World’s Oldest Family Tree Created Using DNA

Scientists have compiled the world's oldest family tree from human bones interred at a 5,700-year-old tomb in the Cotswolds, UK. The BBC reports: Analysis of DNA from the tomb's occupants revealed the people buried there were from five continuous generations of one extended family. Most of those found in the tomb were descended from four women who all had children with the same man. The right to use the site was based on descent from one man. But people were buried in different parts of the tomb based on the first-generation matriarch they were descended from. This suggests that the first-generation women held a socially significant place in the memories of this community. The Neolithic tomb, or "cairn," at Hazleton North in Gloucestershire has two L-shaped chambers, one facing north and the other south.
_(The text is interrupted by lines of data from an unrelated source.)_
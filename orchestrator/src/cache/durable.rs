//! Durable cache tier.

use super::CacheEntry;
use eyre::{
    Context as _,
    OptionExt as _,
    Result,
};
use std::{
    collections::HashMap,
    fmt::Debug,
    io::Write as _,
    path::{
        Path,
        PathBuf,
    },
    sync::{
        Mutex,
        PoisonError,
    },
};

/// Storage that outlives the process. Every operation may fail; the result
/// cache treats failures as misses and keeps going.
pub trait DurableTier: Send + Sync + Debug {
    fn get(&self, key: &str) -> Result<Option<CacheEntry>>;
    fn put(&self, entry: &CacheEntry) -> Result<()>;
    fn delete(&self, key: &str) -> Result<()>;
    fn clear(&self) -> Result<()>;

    /// Drops entries older than `ttl_ms` at `now`, returning how many went.
    fn prune(&self, _now: i64, _ttl_ms: u64) -> Result<usize> {
        Ok(0)
    }
}

/// All entries in one JSON document, rewritten atomically on every change.
#[derive(Debug)]
pub struct FileTier {
    file: PathBuf,
    entries: Mutex<HashMap<String, CacheEntry>>,
}

impl FileTier {
    pub const FILE_NAME: &'static str = "fingerprint_cache.json";

    /// Opens the tier in `dir`, creating the directory. An unreadable or
    /// corrupt document starts the tier empty.
    pub fn open(dir: impl AsRef<Path>) -> Result<Self> {
        let dir = dir.as_ref();
        std::fs::create_dir_all(dir).wrap_err_with(|| format!("Failed to create cache directory {dir:?}"))?;
        let file = dir.join(Self::FILE_NAME);
        let entries = Self::load(&file);
        Ok(Self {
            file,
            entries: Mutex::new(entries),
        })
    }

    pub fn path(&self) -> &Path {
        &self.file
    }

    fn load(file: &Path) -> HashMap<String, CacheEntry> {
        file.exists()
            .then(|| {
                std::fs::File::open(file)
                    .ok()
                    .and_then(|f| serde_json::from_reader(std::io::BufReader::new(f)).ok())
            })
            .flatten()
            .inspect(|entries: &HashMap<String, CacheEntry>| {
                debug!(?file, entries = entries.len(), "loaded durable cache");
            })
            .unwrap_or_else(|| {
                debug!(?file, "no durable cache found");
                HashMap::new()
            })
    }

    fn save(&self, entries: &HashMap<String, CacheEntry>) -> Result<()> {
        let dir = self.file.parent().ok_or_eyre("failed to get parent directory")?;
        std::fs::create_dir_all(dir)?;

        let tmp = self.file.with_extension("json.tmp");
        let mut file = std::fs::File::create(&tmp).wrap_err_with(|| format!("Failed to create {tmp:?}"))?;
        serde_json::to_writer(&mut file, entries).context("Failed to serialize durable cache")?;
        file.flush()?;
        file.sync_all()?;
        drop(file);

        std::fs::rename(&tmp, &self.file).wrap_err_with(|| format!("Failed to replace {:?}", self.file))
    }

    fn modify(&self, f: impl FnOnce(&mut HashMap<String, CacheEntry>) -> bool) -> Result<()> {
        let mut entries = self.entries.lock().unwrap_or_else(PoisonError::into_inner);
        if f(&mut entries) {
            self.save(&entries)?;
        }
        Ok(())
    }
}

impl DurableTier for FileTier {
    fn get(&self, key: &str) -> Result<Option<CacheEntry>> {
        let entries = self.entries.lock().unwrap_or_else(PoisonError::into_inner);
        Ok(entries.get(key).cloned())
    }

    fn put(&self, entry: &CacheEntry) -> Result<()> {
        self.modify(|entries| {
            entries.insert(entry.key.clone(), entry.clone());
            true
        })
    }

    fn delete(&self, key: &str) -> Result<()> {
        self.modify(|entries| entries.remove(key).is_some())
    }

    fn clear(&self) -> Result<()> {
        self.modify(|entries| {
            entries.clear();
            true
        })
    }

    fn prune(&self, now: i64, ttl_ms: u64) -> Result<usize> {
        let mut removed = 0;
        self.modify(|entries| {
            let before = entries.len();
            entries.retain(|_, entry| entry.is_fresh(now, ttl_ms));
            removed = before - entries.len();
            removed > 0
        })?;
        Ok(removed)
    }
}

#[cfg(test)]
mod tests {
    use super::*;
    use crate::fingerprint::CachedFingerprint;
    use pretty_assertions::assert_eq;
    use temp_dir::TempDir;

    fn entry(key: &str) -> CacheEntry {
        CacheEntry {
            key: key.to_string(),
            payload: CachedFingerprint::new(Default::default(), format!("hash-{key}"), 10),
            inserted_at_millis: 10,
        }
    }

    #[test]
    fn entries_survive_reopening() {
        let dir = TempDir::new().unwrap();
        let tier = FileTier::open(dir.path()).unwrap();
        tier.put(&entry("a")).unwrap();
        tier.put(&entry("b")).unwrap();
        tier.delete("b").unwrap();
        drop(tier);

        let reopened = FileTier::open(dir.path()).unwrap();
        assert_eq!(reopened.get("a").unwrap(), Some(entry("a")));
        assert_eq!(reopened.get("b").unwrap(), None);

        reopened.clear().unwrap();
        assert_eq!(FileTier::open(dir.path()).unwrap().get("a").unwrap(), None);
    }

    #[test]
    fn prune_rewrites_only_when_something_expired() {
        let dir = TempDir::new().unwrap();
        let tier = FileTier::open(dir.path()).unwrap();
        tier.put(&entry("a")).unwrap();
        let mut fresh = entry("b");
        fresh.inserted_at_millis = 1_000;
        tier.put(&fresh).unwrap();

        assert_eq!(tier.prune(1_005, 100).unwrap(), 1);
        assert_eq!(tier.prune(1_005, 100).unwrap(), 0);

        let reopened = FileTier::open(dir.path()).unwrap();
        assert_eq!(reopened.get("a").unwrap(), None);
        assert_eq!(reopened.get("b").unwrap(), Some(fresh));
    }

    #[test]
    fn corrupt_document_starts_empty() {
        let dir = TempDir::new().unwrap();
        std::fs::write(dir.child(FileTier::FILE_NAME), "{ not json").unwrap();
        let tier = FileTier::open(dir.path()).unwrap();
        assert_eq!(tier.get("a").unwrap(), None);
        tier.put(&entry("a")).unwrap();
        assert!(tier.get("a").unwrap().is_some());
    }

    #[test]
    fn open_fails_when_directory_cannot_be_created() {
        let dir = TempDir::new().unwrap();
        let blocker = dir.child("blocker");
        std::fs::write(&blocker, "file, not a directory").unwrap();
        assert!(FileTier::open(blocker.join("nested")).is_err());
    }
}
Co-author Prof David Reich, from Harvard Medical School in Boston, US, who led the generation of ancient DNA from the remains, explained: "Two of the women, all of their children are in the south chamber - and their kids up to the fifth generation. "And then the other two women, their kids are primarily in the north chamber - although some of them switch to the south chamber later in the use life of the tomb - probably reflecting the collapse of the north passage which meant it wasn't possible to bury there anymore." Dr Chris Fowler of Newcastle University, UK, the first author and lead archaeologist in the study, said: "This is of wider importance because it suggests that the architectural layout of other Neolithic tombs might tell us about how kinship operated at those tombs." The tomb dates to an important period just after farming was introduced to Britain by people whose ancestors had - several thousand years earlier - spread through Europe from Anatolia (modern Turkey) and the Aegean. The work will help researchers understand family dynamics among these Stone Age people and learn more about their culture. There are also indications that "stepsons" were adopted into the family, the researchers say - males whose mother was buried in the tomb but not their biological father, and whose mother had also had children with a male related to the original founder. The study has been published in the journal Nature.